Éléonore Simon: Valparaíso brings the restless spirit of the Chilean port city to
Blue Sky Gallery from March 5 to 28, 2026. In this new presentation, Simon renders Valparaíso in luminous black and white, tracing its vertiginous staircases, corrugated facades, and watchful hillsides with a gaze that is both intimate and searching. The city, long shaped by arrivals and departures, becomes a psychological landscape—at once anchored to the Pacific and drifting toward memory. Suspended cable cars, empty terraces, and figures glimpsed in passing suggest a place caught between returning and taking flight, between holding on and letting go.
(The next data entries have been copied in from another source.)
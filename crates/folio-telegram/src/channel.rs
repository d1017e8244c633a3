use crate::catalog::MessageCatalog;
use crate::keyboard::{self, ReplyKeyboard};
use crate::media::TelegramMedia;
use crate::update::{map_message, InboundAction, TelegramInbound, TelegramUpdate};
use bytes::Bytes;
use folio_core::{FolioError, FolioResult, SessionEvent, SessionReply, UserId};
use serde::{Deserialize, Serialize};
use std::sync::Arc;
use tokio::sync::mpsc;

// ── Telegram API request/response types ─────────────────────────────────────

#[derive(Debug, Deserialize)]
struct TelegramResponse<T> {
    ok: bool,
    #[serde(default)]
    description: Option<String>,
    result: Option<T>,
}

#[derive(Debug, Serialize)]
struct SendMessageRequest<'a> {
    chat_id: i64,
    text: &'a str,
    #[serde(skip_serializing_if = "Option::is_none")]
    reply_markup: Option<&'a ReplyKeyboard>,
}

#[derive(Debug, Serialize)]
struct DeleteMessageRequest {
    chat_id: i64,
    message_id: i64,
}

// ── Implementation ──────────────────────────────────────────────────────────

/// Telegram Bot API channel adapter.
///
/// Uses the Bot HTTP API for sending and long-polling (`getUpdates`) for
/// receiving. Incoming messages are mapped to [`TelegramInbound`] events and
/// forwarded through a `tokio::sync::mpsc` channel; structured session
/// replies come back in through [`TelegramChannel::deliver`], which phrases
/// them using the [`MessageCatalog`].
pub struct TelegramChannel {
    bot_token: String,
    client: reqwest::Client,
    catalog: MessageCatalog,
    poll_timeout_secs: u64,
    event_tx: mpsc::Sender<TelegramInbound>,
    event_rx: Option<mpsc::Receiver<TelegramInbound>>,
}

impl TelegramChannel {
    /// Create a new `TelegramChannel`.
    ///
    /// * `bot_token` – The bot token obtained from @BotFather.
    /// * `catalog` – Localized texts for outbound messages.
    /// * `event_buffer` – Capacity of the internal mpsc event buffer.
    /// * `poll_timeout_secs` – Long-poll timeout passed to `getUpdates`.
    pub fn new(
        bot_token: impl Into<String>,
        catalog: MessageCatalog,
        event_buffer: usize,
        poll_timeout_secs: u64,
    ) -> Self {
        let (event_tx, event_rx) = mpsc::channel(event_buffer);
        Self {
            bot_token: bot_token.into(),
            client: reqwest::Client::new(),
            catalog,
            poll_timeout_secs,
            event_tx,
            event_rx: Some(event_rx),
        }
    }

    /// Take the receiving half of the event channel.
    ///
    /// This can only be called once; subsequent calls return `None`.
    pub fn take_event_receiver(&mut self) -> Option<mpsc::Receiver<TelegramInbound>> {
        self.event_rx.take()
    }

    /// Start long-polling the Telegram `getUpdates` endpoint.
    ///
    /// Runs indefinitely, forwarding every understood message through the
    /// mpsc channel in arrival order. Should be spawned onto a Tokio task.
    pub async fn poll_updates(&self) -> FolioResult<()> {
        let mut offset: Option<i64> = None;

        loop {
            let url = self.api_url("getUpdates");

            let mut params: Vec<(&str, String)> =
                vec![("timeout", self.poll_timeout_secs.to_string())];
            if let Some(off) = offset {
                params.push(("offset", off.to_string()));
            }

            let response = self
                .client
                .get(&url)
                .query(&params)
                .send()
                .await
                .map_err(|e| FolioError::Channel(format!("Telegram poll error: {e}")))?;

            let body: TelegramResponse<Vec<TelegramUpdate>> = response
                .json()
                .await
                .map_err(|e| FolioError::Channel(format!("Telegram parse error: {e}")))?;

            if !body.ok {
                return Err(FolioError::Channel(format!(
                    "Telegram API error: {}",
                    body.description.unwrap_or_default()
                )));
            }

            for update in body.result.unwrap_or_default() {
                // Advance the offset so we do not receive this update again.
                offset = Some(update.update_id + 1);

                let Some(inbound) = update.message.as_ref().and_then(map_message) else {
                    continue;
                };

                // Best-effort send; if the receiver is dropped we stop.
                if self.event_tx.send(inbound).await.is_err() {
                    return Ok(());
                }
            }
        }
    }

    /// Converts a mapped inbound action into the session event it stands
    /// for, attaching the media download capability where one is needed.
    /// `Info` has no session meaning and returns `None`.
    pub fn to_session_event(&self, action: InboundAction) -> Option<SessionEvent> {
        match action {
            InboundAction::Info => None,
            InboundAction::Begin => Some(SessionEvent::Begin),
            InboundAction::Photo { key, file_id } => Some(SessionEvent::PhotoReceived {
                key,
                media: Arc::new(TelegramMedia::new(
                    self.client.clone(),
                    self.bot_token.clone(),
                    file_id,
                )),
            }),
            InboundAction::ToPdf => Some(SessionEvent::RequestConversion),
            InboundAction::RemoveLast => Some(SessionEvent::RemoveLast),
            InboundAction::RemoveByReply { key } => Some(SessionEvent::RemoveByKey(key)),
            InboundAction::Back => Some(SessionEvent::GoBack),
            InboundAction::Cancel => Some(SessionEvent::Cancel),
            InboundAction::Text(name) => Some(SessionEvent::NameChosen(name)),
        }
    }

    /// Sends the `/start` and `/help` explanation.
    pub async fn send_info(&self, user: UserId) -> FolioResult<()> {
        self.send_text(user, "start", Some(&keyboard::idle())).await
    }

    /// Phrases one structured session reply as chat output.
    ///
    /// `trigger_id` is the id of the message that produced the reply; photo
    /// removals delete both the staged photo's chat message and the trigger,
    /// mirroring what the user sees to what is staged.
    pub async fn deliver(
        &self,
        user: UserId,
        trigger_id: i64,
        reply: SessionReply,
    ) -> FolioResult<()> {
        match reply {
            SessionReply::Started => {
                self.send_text(user, "send_photos", Some(&keyboard::collecting()))
                    .await
            }
            SessionReply::AwaitingName => {
                self.send_text(user, "send_name", Some(&keyboard::naming())).await
            }
            SessionReply::StagingEmpty => self.send_text(user, "empty", None).await,
            SessionReply::RemovedLast { key } | SessionReply::Removed { key } => {
                // Chat cleanup is cosmetic; the staging area is already
                // consistent, so deletion failures only get logged.
                self.delete_message_quietly(user, key.0).await;
                self.delete_message_quietly(user, trigger_id).await;
                Ok(())
            }
            SessionReply::NotFound { .. } => self.send_text(user, "not_found", None).await,
            SessionReply::Resumed => {
                self.send_text(user, "continue", Some(&keyboard::collecting()))
                    .await
            }
            SessionReply::Cancelled => {
                self.send_text(user, "cancel", Some(&keyboard::idle())).await
            }
            SessionReply::DocumentReady { name, data } => {
                self.send_text(user, "get_pdf", Some(&keyboard::idle())).await?;
                self.send_document(user, &name, data).await
            }
            SessionReply::AssemblyFailed { .. } => {
                self.send_text(user, "convert_failed", None).await
            }
            SessionReply::InvalidName => self.send_text(user, "bad_name", None).await,
            SessionReply::PhotoSaved { .. }
            | SessionReply::NothingToRemove
            | SessionReply::Ignored => Ok(()),
        }
    }

    /// Sends the catalog text for `key`, optionally replacing the keyboard.
    pub async fn send_text(
        &self,
        user: UserId,
        key: &str,
        keyboard: Option<&ReplyKeyboard>,
    ) -> FolioResult<()> {
        let payload = SendMessageRequest {
            chat_id: user.0,
            text: self.catalog.text(key),
            reply_markup: keyboard,
        };
        self.call("sendMessage", &payload).await
    }

    /// Uploads the finished PDF as `<name>.pdf`.
    pub async fn send_document(&self, user: UserId, name: &str, data: Bytes) -> FolioResult<()> {
        let part = reqwest::multipart::Part::bytes(data.to_vec())
            .file_name(format!("{name}.pdf"))
            .mime_str("application/pdf")
            .map_err(|e| FolioError::Channel(format!("Telegram document part: {e}")))?;
        let form = reqwest::multipart::Form::new()
            .text("chat_id", user.0.to_string())
            .part("document", part);

        let response = self
            .client
            .post(self.api_url("sendDocument"))
            .multipart(form)
            .send()
            .await
            .map_err(|e| FolioError::Channel(format!("Telegram send error: {e}")))?;

        self.check(response).await
    }

    /// Deletes one chat message.
    pub async fn delete_message(&self, user: UserId, message_id: i64) -> FolioResult<()> {
        let payload = DeleteMessageRequest {
            chat_id: user.0,
            message_id,
        };
        self.call("deleteMessage", &payload).await
    }

    async fn delete_message_quietly(&self, user: UserId, message_id: i64) {
        if let Err(e) = self.delete_message(user, message_id).await {
            tracing::warn!(%user, message_id, error = %e, "message deletion failed");
        }
    }

    // ── Helpers ──────────────────────────────────────────────────────────

    async fn call<P: Serialize>(&self, method: &str, payload: &P) -> FolioResult<()> {
        let response = self
            .client
            .post(self.api_url(method))
            .json(payload)
            .send()
            .await
            .map_err(|e| FolioError::Channel(format!("Telegram send error: {e}")))?;
        self.check(response).await
    }

    async fn check(&self, response: reqwest::Response) -> FolioResult<()> {
        let body: TelegramResponse<serde_json::Value> = response
            .json()
            .await
            .map_err(|e| FolioError::Channel(format!("Telegram parse error: {e}")))?;
        if !body.ok {
            return Err(FolioError::Channel(format!(
                "Telegram API call failed: {}",
                body.description.unwrap_or_default()
            )));
        }
        Ok(())
    }

    fn api_url(&self, method: &str) -> String {
        format!("https://api.telegram.org/bot{}/{}", self.bot_token, method)
    }
}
Born in 1987 and based in Paris, Simon draws on her French-American background and her formation in art history and literature to shape a practice grounded in attentiveness. Though self-taught as a photographer, she approaches the medium with the rigor of a writer, attentive to nuance and silence. Street photography was her first language, and its discipline—patience, intuition, respect for contingency—continues to inform her work. In Valparaíso, documentary observation slips gently into reverie. Architecture tilts toward abstraction, shadows thicken into metaphor, and the horizon line becomes a threshold between lived experience and imagined return.
The series, developed between 2017 and 2021 during extended stays in Chile, reflects years of walking the city’s hills and waterfront. Valparaíso, a historic seaport known for its layered history and precarious beauty, emerges here not as postcard spectacle but as an interior terrain. Simon’s images dwell on pauses: a curtain stirred by sea air, a solitary silhouette framed by a window, a ship dissolving into fog. Each photograph feels like a fragment of a larger, unfinished narrative.
Alongside her exhibition history across Europe and the Americas, Simon remains active as a writer and collaborator, contributing to contemporary photography discourse while participating in international festivals and collectives. With
Valparaíso, she offers a meditation on place as a vessel for memory—fragile, shifting, and deeply human.